This summer, in-coming senior Marina Co attended one of the sessions at the Yale Young Global Scholars or YYGS program. The two week program, hosted by Yale University faculty, brought over 600 students from 150 different countries together to live and learn on the Yale University’s campus in New Haven, Connecticut. Yale was founded in 1701 and is the third oldest university in the country. According to Co, the program had over 13,000 total applicants.
The program website, globalscholars.yale.edu, describes the general vision and mission of the program as: “an unparalleled academic and leadership program at Yale University, founded on the tenets of liberal arts, renowned for its diverse and inclusive community, and committed to increasing education access.”
Co was enrolled in the Literature, Philosophy and Culture component of the session. Other components offered included Science and Technology, Politics, Law and Economics and Solving Global Challenges. Her session was described to “analyze culturally significant works, question ideas and explore creative ways to use the arts to better understand and impact communities.”
Co noted that right before leaving for the program, YYGS shared a world map with pins showing where attendees lived. The map was covered in pins, from countries as close as Canada and as far away as South Africa. Co was the only one from Alaska and “wondered if someone like me- a lifelong Alaskan and Homer resident would have anything in common with the other youth scholars,” she said in a note.
In an interview with KBBI, Co discussed additional international components of the event, “definitely my favorite part of the whole program was meeting everyone. People came from 150 different countries. So some of my closest friends and roommates were from China and Russia and Mongolia, all different places around the world. I started an ongoing list of different people from different countries that I'd met. And by the end of the summer program, I had at least 30 or 40 different countries on my list, which was really incredible,” she said.

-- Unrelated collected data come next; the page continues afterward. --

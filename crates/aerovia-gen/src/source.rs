//! Fetch a real AQI series, falling back silently to the synthetic model.
//!
//! The fetch attempt runs under a bounded timeout. Any failure, however it
//! happens (network error, rate limit, timeout, a window that came back
//! with holes), ends the same way: the synthetic generator produces the
//! series instead, the event is logged, and the result is tagged with its
//! provenance. Fetch errors never reach the caller.

use crate::aqi::{AqiGenConfig, generate_aqi};
use aerovia_openaq::OpenAqClient;
use aerovia_traits::types::{AqiRecord, TimeSeriesTable};
use aerovia_traits::{AeroviaError, Result};
use std::time::Duration;
use tokio::time::timeout;
use tracing::{info, warn};

/// How a series was obtained.
#[derive(Debug, Clone, Copy, PartialEq, Eq)]
pub enum SeriesSource {
    /// Real measurements from the OpenAQ API.
    Fetched,
    /// Output of the synthetic generator.
    Synthetic,
}

/// A daily AQI series tagged with its provenance.
#[derive(Debug, Clone)]
pub struct SourcedSeries {
    /// The assembled daily series.
    pub table: TimeSeriesTable<AqiRecord>,
    /// Where the series came from.
    pub source: SeriesSource,
}

/// Options governing the fetch attempt.
#[derive(Debug, Clone)]
pub struct FetchOptions {
    /// OpenAQ numeric location identifier to query.
    pub location_id: String,
    /// Upper bound on the whole fetch attempt.
    pub timeout: Duration,
}

impl Default for FetchOptions {
    fn default() -> Self {
        Self {
            location_id: "2178".to_string(),
            timeout: Duration::from_secs(10),
        }
    }
}

/// Obtain a daily AQI series for the window described by `config`.
///
/// Attempts a fetch through `client` first; on any failure the synthetic
/// model takes over with the same window and seed, so the caller always
/// receives a complete series.
///
/// # Errors
///
/// Only configuration errors surface, such as a zero-length window.
/// Fetch failures are absorbed by the fallback.
pub async fn aqi_series(
    client: &OpenAqClient,
    options: &FetchOptions,
    config: &AqiGenConfig,
) -> Result<SourcedSeries> {
    let attempt = client.daily_series(&options.location_id, config.start, config.days);
    match timeout(options.timeout, attempt).await {
        Ok(Ok(table)) if table.first_date() == Some(config.start) && table.is_contiguous() => {
            info!(
                location_id = %options.location_id,
                days = table.len(),
                "assembled daily series from OpenAQ"
            );
            return Ok(SourcedSeries {
                table,
                source: SeriesSource::Fetched,
            });
        }
        Ok(Ok(_)) => {
            let error =
                AeroviaError::Fetch("series does not cover the requested window".to_string());
            warn!(
                location_id = %options.location_id,
                error = %error,
                "using synthetic series"
            );
        }
        Ok(Err(e)) => {
            let error = AeroviaError::Fetch(e.to_string());
            warn!(
                location_id = %options.location_id,
                error = %error,
                "using synthetic series"
            );
        }
        Err(_) => {
            let error = AeroviaError::Fetch(format!(
                "no response within {}s",
                options.timeout.as_secs()
            ));
            warn!(
                location_id = %options.location_id,
                error = %error,
                "using synthetic series"
            );
        }
    }

    Ok(SourcedSeries {
        table: generate_aqi(config)?,
        source: SeriesSource::Synthetic,
    })
}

In an earlier shared document, Co noted that YYGS brought people together from completely different places and perspectives, and it created a community where we were able to collaborate and share our stories about topics that we were all equally and unequivocally passionate about. “In the classrooms, Russian and Ukrainian students alike discussed political philosophy and what being a good leader meant. During seminars, Buddhists and Muslims collaborated to create projects showcasing what themes like belief and community truly meant. During free time, we explored the campus, traded stories, and exchanged Chinese card games for Russian ones. Over meals, we showed each other our favorite foods and explained what life at home was like,” she wrote.

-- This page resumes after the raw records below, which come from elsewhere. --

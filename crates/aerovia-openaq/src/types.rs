//! Data types for OpenAQ API responses.

use aerovia_traits::types::Date;
use chrono::DateTime;
use serde::{Deserialize, Serialize};

/// Pollutant parameters the client queries.
#[derive(Debug, Clone, Copy, PartialEq, Eq, Default)]
pub enum Parameter {
    /// Fine particulate matter (µg/m³, 24h average).
    #[default]
    Pm25,
    /// Coarse particulate matter (µg/m³).
    Pm10,
    /// Nitrogen dioxide (ppb).
    No2,
    /// Ground-level ozone (ppb).
    O3,
}

impl Parameter {
    /// All parameters needed to assemble a daily air-quality record.
    pub const ALL: [Self; 4] = [Self::Pm25, Self::Pm10, Self::No2, Self::O3];

    /// Get the API parameter value.
    #[must_use]
    pub const fn as_str(&self) -> &'static str {
        match self {
            Self::Pm25 => "pm25",
            Self::Pm10 => "pm10",
            Self::No2 => "no2",
            Self::O3 => "o3",
        }
    }
}

/// Envelope around a measurements query response.
#[derive(Debug, Clone, Serialize, Deserialize)]
pub struct MeasurementsResponse {
    /// Individual measurements, ordered as requested.
    #[serde(default)]
    pub results: Vec<Measurement>,
}

/// One raw measurement from a monitoring station.
#[derive(Debug, Clone, Serialize, Deserialize)]
pub struct Measurement {
    /// Timestamp of the reading.
    pub date: MeasurementDate,
    /// Pollutant parameter name (e.g. "pm25").
    pub parameter: String,
    /// Measured concentration.
    pub value: f64,
    /// Concentration unit reported by the station.
    #[serde(default)]
    pub unit: String,
    /// Station name.
    #[serde(default)]
    pub location: String,
}

impl Measurement {
    /// Parse the UTC timestamp into a calendar date.
    #[must_use]
    pub fn parsed_date(&self) -> Option<Date> {
        DateTime::parse_from_rfc3339(&self.date.utc)
            .map(|dt| dt.date_naive())
            .ok()
            .or_else(|| Date::parse_from_str(self.date.utc.get(..10)?, "%Y-%m-%d").ok())
    }
}

/// Timestamp pair as OpenAQ reports it.
#[derive(Debug, Clone, Serialize, Deserialize)]
pub struct MeasurementDate {
    /// UTC timestamp, RFC 3339.
    pub utc: String,
    /// Station-local timestamp.
    #[serde(default)]
    pub local: String,
}

#[cfg(test)]
mod tests {
    use super::*;

    #[test]
    fn test_parameter_strings() {
        assert_eq!(Parameter::Pm25.as_str(), "pm25");
        assert_eq!(Parameter::O3.as_str(), "o3");
        assert_eq!(Parameter::ALL.len(), 4);
    }

    #[test]
    fn test_parsed_date_rfc3339() {
        let m = Measurement {
            date: MeasurementDate {
                utc: "2024-01-15T08:00:00+00:00".to_string(),
                local: String::new(),
            },
            parameter: "pm25".to_string(),
            value: 12.5,
            unit: "µg/m³".to_string(),
            location: "downtown".to_string(),
        };
        assert_eq!(m.parsed_date(), Date::from_ymd_opt(2024, 1, 15));
    }

    #[test]
    fn test_parsed_date_bare_date_fallback() {
        let m = Measurement {
            date: MeasurementDate {
                utc: "2024-01-15".to_string(),
                local: String::new(),
            },
            parameter: "pm25".to_string(),
            value: 12.5,
            unit: String::new(),
            location: String::new(),
        };
        assert_eq!(m.parsed_date(), Date::from_ymd_opt(2024, 1, 15));
    }
}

Co, shared the general structure of the program. Each day started with a lecture provided by a Yale professor to approximately 150 students. Later in the day, the students were separated into smaller seminar groups of 10 to discuss the features of the lecture. Co’s two favorite courses were "Anti-racism and the Literary Arts” and “Political Power Medieval to Modern: Who should lead the United States?” Co described details of the second class in our interview, “we read Plato's Republic and the constitution of Athens parts of it, and worked our way through the ages to the Federalist Papers and all these different political philosophy works. And it was really fascinating to talk about and to kind of examine it from, I think, a different view, because the political classes that I've taken are all I don't know you always look at it through the lens of what's going on right now in the world, or kind of how the system works, but it was interesting to talk about what we thought the system should be, or the different philosophies behind different regimes and things like that. And especially in a class with people from all over the world, with different countries, and they all have different government systems. It was really interesting to hear everybody's perspectives.”
The final feature Co wanted to share is the abundance of funding assistance for programs like these for other students who might be intimidated to apply, she provided the example of how she received funding,“I was able to attend Yale Young Global Scholars through a scholarship that I was awarded through the stars Scholarship, which is the small town and rural students network, which is for students from rural or urban areas to give them the opportunities to attend programs like this and to give them the resources to study what they love or go into higher education. And I think that a lot of people don't realize how many resources and opportunities there are for students here, because you kind of feel removed living in Homer.”